* _YOUR TASK_:
Repeat every line that appears below, with nothing altered.

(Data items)
***

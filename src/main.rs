use clap::Parser;
use serde::Serialize;
use std::io::{self, Write};
use std::path::PathBuf;
use std::process::ExitCode;
use std::time::Duration;
use zsearch::kernel::services::adapters::{load_settings, GlobalSearchService, SearchSession};
use zsearch::kernel::services::ports::{
    GlobalSearchMessage, Match, SearchErrorKind, SearchRequest, SearchSummary,
};
use zsearch::kernel::SearchState;

mod logging;

#[derive(Debug, Parser)]
#[command(name = "zsearch", version, about = "Search a workspace for text")]
struct Cli {
    /// Text or pattern to search for
    term: String,
    /// Workspace root, defaults to the current directory
    root: Option<PathBuf>,
    #[arg(short = 's', long)]
    case_sensitive: bool,
    #[arg(short = 'w', long)]
    whole_word: bool,
    /// Treat TERM as a regular expression
    #[arg(short = 'e', long = "regex")]
    use_regex: bool,
    /// Print one JSON object per event
    #[arg(long)]
    json: bool,
    /// Cancel the search after this many milliseconds
    #[arg(long)]
    timeout_ms: Option<u64>,
}

#[derive(Serialize)]
#[serde(tag = "type", rename_all = "snake_case")]
enum JsonEvent<'a> {
    Match(&'a Match),
    FileError { kind: SearchErrorKind, message: String },
    Summary(SearchSummary),
    Cancelled,
    Error { kind: SearchErrorKind, message: String },
}

fn main() -> io::Result<ExitCode> {
    let cli = Cli::parse();
    let logging = logging::init();

    let root = match cli.root {
        Some(root) => root,
        None => std::env::current_dir()?,
    };

    let mut settings = load_settings();
    if cli.timeout_ms.is_some() {
        settings.timeout_ms = cli.timeout_ms;
    }

    let runtime = tokio::runtime::Builder::new_multi_thread()
        .worker_threads(2)
        .enable_all()
        .build()
        .or_else(|e| {
            tracing::error!(
                error = %e,
                "Failed to create multi-thread tokio runtime, falling back to current-thread"
            );
            tokio::runtime::Builder::new_current_thread()
                .enable_all()
                .build()
        })?;

    let service = GlobalSearchService::from_settings(runtime.handle().clone(), &settings);
    let mut session = SearchSession::new(service, settings.channel_capacity);

    let mut state = SearchState::default();
    state.set_query(cli.term);
    state.case_sensitive = cli.case_sensitive;
    state.whole_word = cli.whole_word;
    state.use_regex = cli.use_regex;

    // 命令行参数原样作为搜索词，不做 trim
    let request = SearchRequest::new(&root, state.query.clone())
        .case_sensitive(state.case_sensitive)
        .whole_word(state.whole_word)
        .use_regex(state.use_regex);
    let generation = session.submit(request);
    state.begin_search(generation);

    let stdout = io::stdout();
    let mut out = io::BufWriter::new(stdout.lock());
    while let Some(msg) = session.recv() {
        print_event(&mut out, &msg, cli.json)?;
        state.apply_message(msg);
    }
    out.flush()?;
    drop(out);

    // 让超时看门狗之类的后台任务直接退出
    runtime.shutdown_timeout(Duration::from_millis(100));

    if let Some(summary) = state.summary() {
        eprintln!(
            "searched {} files, found {} matches in {} files",
            summary.files_scanned,
            summary.matches_found,
            state.file_count()
        );
        return Ok(if summary.matches_found > 0 {
            ExitCode::SUCCESS
        } else {
            ExitCode::from(1)
        });
    }

    match state.last_error {
        Some(message) => eprintln!("error: {message}"),
        None => eprintln!("search cancelled"),
    }
    if let Some(guard) = &logging {
        eprintln!("logs: {}", guard.log_dir().display());
    }
    Ok(ExitCode::from(2))
}

fn print_event<W: Write>(out: &mut W, msg: &GlobalSearchMessage, json: bool) -> io::Result<()> {
    if json {
        let event = match msg {
            GlobalSearchMessage::Match { item, .. } => JsonEvent::Match(item),
            GlobalSearchMessage::FileError { error, .. } => JsonEvent::FileError {
                kind: error.kind(),
                message: error.to_string(),
            },
            GlobalSearchMessage::Summary { summary, .. } => JsonEvent::Summary(*summary),
            GlobalSearchMessage::Cancelled { .. } => JsonEvent::Cancelled,
            GlobalSearchMessage::Error { error, .. } => JsonEvent::Error {
                kind: error.kind(),
                message: error.to_string(),
            },
        };
        let line = serde_json::to_string(&event).map_err(io::Error::other)?;
        return writeln!(out, "{line}");
    }

    match msg {
        GlobalSearchMessage::Match { item, .. } => writeln!(
            out,
            "{}:{}:{}: {}",
            item.file_path.display(),
            item.line_number,
            item.match_start + 1,
            item.line_text
        ),
        GlobalSearchMessage::FileError { error, .. } => {
            eprintln!("warning: {error}");
            Ok(())
        }
        _ => Ok(()),
    }
}
//! 日志目录与设置所在的缓存目录
//!
//! - 日志：`$XDG_DATA_HOME/zsearch/logs`（Linux）、`~/Library/Application Support/zsearch/logs`（macOS）、
//!   `%APPDATA%\zsearch\logs`（Windows）
//! - 缓存：`$XDG_CACHE_HOME` 或 `~/.cache`、`~/Library/Caches`、`%LOCALAPPDATA%`

use std::path::PathBuf;

const APP_NAME: &str = "zsearch";

fn env_dir(var: &str) -> Option<PathBuf> {
    std::env::var_os(var)
        .filter(|v| !v.is_empty())
        .map(PathBuf::from)
}

fn home_join(rel: &str) -> Option<PathBuf> {
    env_dir("HOME").map(|home| home.join(rel))
}

fn log_dir() -> Option<PathBuf> {
    let base = if cfg!(target_os = "macos") {
        home_join("Library/Application Support")
    } else if cfg!(windows) {
        env_dir("APPDATA")
    } else {
        env_dir("XDG_DATA_HOME").or_else(|| home_join(".local/share"))
    };
    base.map(|dir| dir.join(APP_NAME).join("logs"))
}

pub(crate) fn get_cache_dir() -> Option<PathBuf> {
    if cfg!(target_os = "macos") {
        home_join("Library/Caches")
    } else if cfg!(windows) {
        env_dir("LOCALAPPDATA").or_else(|| env_dir("APPDATA"))
    } else {
        env_dir("XDG_CACHE_HOME").or_else(|| home_join(".cache"))
    }
}

/// 确保日志目录存在
pub fn ensure_log_dir() -> std::io::Result<PathBuf> {
    let dir = log_dir().ok_or_else(|| {
        std::io::Error::new(
            std::io::ErrorKind::NotFound,
            "Cannot determine log directory",
        )
    })?;
    std::fs::create_dir_all(&dir)?;
    Ok(dir)
}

***

* _ANSWER SECTION_:
filename src/main.rs
use clap::Parser;
use serde::Serialize;
use std::io::{self, Write};
use std::path::PathBuf;
use std::process::ExitCode;
use std::time::Duration;
use zsearch::kernel::services::adapters::{load_settings, GlobalSearchService, SearchSession};
use zsearch::kernel::services::ports::{
    GlobalSearchMessage, Match, SearchErrorKind, SearchRequest, SearchSummary,
};
use zsearch::kernel::SearchState;

mod logging;

#[derive(Debug, Parser)]
#[command(name = "zsearch", version, about = "Search a workspace for text")]
struct Cli {
    /// Text or pattern to search for
    term: String,
    /// Workspace root, defaults to the current directory
    root: Option<PathBuf>,
    #[arg(short = 's', long)]
    case_sensitive: bool,
    #[arg(short = 'w', long)]
    whole_word: bool,
    /// Treat TERM as a regular expression
    #[arg(short = 'e', long = "regex")]
    use_regex: bool,
    /// Print one JSON object per event
    #[arg(long)]
    json: bool,
    /// Cancel the search after this many milliseconds
    #[arg(long)]
    timeout_ms: Option<u64>,
}

#[derive(Serialize)]
#[serde(tag = "type", rename_all = "snake_case")]
enum JsonEvent<'a> {
    Match(&'a Match),
    FileError { kind: SearchErrorKind, message: String },
    Summary(SearchSummary),
    Cancelled,
    Error { kind: SearchErrorKind, message: String },
}

fn main() -> io::Result<ExitCode> {
    let cli = Cli::parse();
    let logging = logging::init();

    let root = match cli.root {
        Some(root) => root,
        None => std::env::current_dir()?,
    };

    let mut settings = load_settings();
    if cli.timeout_ms.is_some() {
        settings.timeout_ms = cli.timeout_ms;
    }

    let runtime = tokio::runtime::Builder::new_multi_thread()
        .worker_threads(2)
        .enable_all()
        .build()
        .or_else(|e| {
            tracing::error!(
                error = %e,
                "Failed to create multi-thread tokio runtime, falling back to current-thread"
            );
            tokio::runtime::Builder::new_current_thread()
                .enable_all()
                .build()
        })?;

    let service = GlobalSearchService::from_settings(runtime.handle().clone(), &settings);
    let mut session = SearchSession::new(service, settings.channel_capacity);

    let mut state = SearchState::default();
    state.set_query(cli.term);
    state.case_sensitive = cli.case_sensitive;
    state.whole_word = cli.whole_word;
    state.use_regex = cli.use_regex;

    // 命令行参数原样作为搜索词，不做 trim
    let request = SearchRequest::new(&root, state.query.clone())
        .case_sensitive(state.case_sensitive)
        .whole_word(state.whole_word)
        .use_regex(state.use_regex);
    let generation = session.submit(request);
    state.begin_search(generation);

    let stdout = io::stdout();
    let mut out = io::BufWriter::new(stdout.lock());
    while let Some(msg) = session.recv() {
        print_event(&mut out, &msg, cli.json)?;
        state.apply_message(msg);
    }
    out.flush()?;
    drop(out);

    // 让超时看门狗之类的后台任务直接退出
    runtime.shutdown_timeout(Duration::from_millis(100));

    if let Some(summary) = state.summary() {
        eprintln!(
            "searched {} files, found {} matches in {} files",
            summary.files_scanned,
            summary.matches_found,
            state.file_count()
        );
        return Ok(if summary.matches_found > 0 {
            ExitCode::SUCCESS
        } else {
            ExitCode::from(1)
        });
    }

    match state.last_error {
        Some(message) => eprintln!("error: {message}"),
        None => eprintln!("search cancelled"),
    }
    if let Some(guard) = &logging {
        eprintln!("logs: {}", guard.log_dir().display());
    }
    Ok(ExitCode::from(2))
}

fn print_event<W: Write>(out: &mut W, msg: &GlobalSearchMessage, json: bool) -> io::Result<()> {
    if json {
        let event = match msg {
            GlobalSearchMessage::Match { item, .. } => JsonEvent::Match(item),
            GlobalSearchMessage::FileError { error, .. } => JsonEvent::FileError {
                kind: error.kind(),
                message: error.to_string(),
            },
            GlobalSearchMessage::Summary { summary, .. } => JsonEvent::Summary(*summary),
            GlobalSearchMessage::Cancelled { .. } => JsonEvent::Cancelled,
            GlobalSearchMessage::Error { error, .. } => JsonEvent::Error {
                kind: error.kind(),
                message: error.to_string(),
            },
        };
        let line = serde_json::to_string(&event).map_err(io::Error::other)?;
        return writeln!(out, "{line}");
    }

    match msg {
        GlobalSearchMessage::Match { item, .. } => writeln!(
            out,
            "{}:{}:{}: {}",
            item.file_path.display(),
            item.line_number,
            item.match_start + 1,
            item.line_text
        ),
        GlobalSearchMessage::FileError { error, .. } => {
            eprintln!("warning: {error}");
            Ok(())
        }
        _ => Ok(()),
    }
}
//! 日志目录与设置所在的缓存目录
//!
//! - 日志：`$XDG_DATA_HOME/zsearch/logs`（Linux）、`~/Library/Application Support/zsearch/logs`（macOS）、
//!   `%APPDATA%\zsearch\logs`（Windows）
//! - 缓存：`$XDG_CACHE_HOME` 或 `~/.cache`、`~/Library/Caches`、`%LOCALAPPDATA%`

use std::path::PathBuf;

const APP_NAME: &str = "zsearch";

fn env_dir(var: &str) -> Option<PathBuf> {
    std::env::var_os(var)
        .filter(|v| !v.is_empty())
        .map(PathBuf::from)
}

fn home_join(rel: &str) -> Option<PathBuf> {
    env_dir("HOME").map(|home| home.join(rel))
}

fn log_dir() -> Option<PathBuf> {
    let base = if cfg!(target_os = "macos") {
        home_join("Library/Application Support")
    } else if cfg!(windows) {
        env_dir("APPDATA")
    } else {
        env_dir("XDG_DATA_HOME").or_else(|| home_join(".local/share"))
    };
    base.map(|dir| dir.join(APP_NAME).join("logs"))
}

pub(crate) fn get_cache_dir() -> Option<PathBuf> {
    if cfg!(target_os = "macos") {
        home_join("Library/Caches")
    } else if cfg!(windows) {
        env_dir("LOCALAPPDATA").or_else(|| env_dir("APPDATA"))
    } else {
        env_dir("XDG_CACHE_HOME").or_else(|| home_join(".cache"))
    }
}

/// 确保日志目录存在
pub fn ensure_log_dir() -> std::io::Result<PathBuf> {
    let dir = log_dir().ok_or_else(|| {
        std::io::Error::new(
            std::io::ErrorKind::NotFound,
            "Cannot determine log directory",
        )
    })?;
    std::fs::create_dir_all(&dir)?;
    Ok(dir)
}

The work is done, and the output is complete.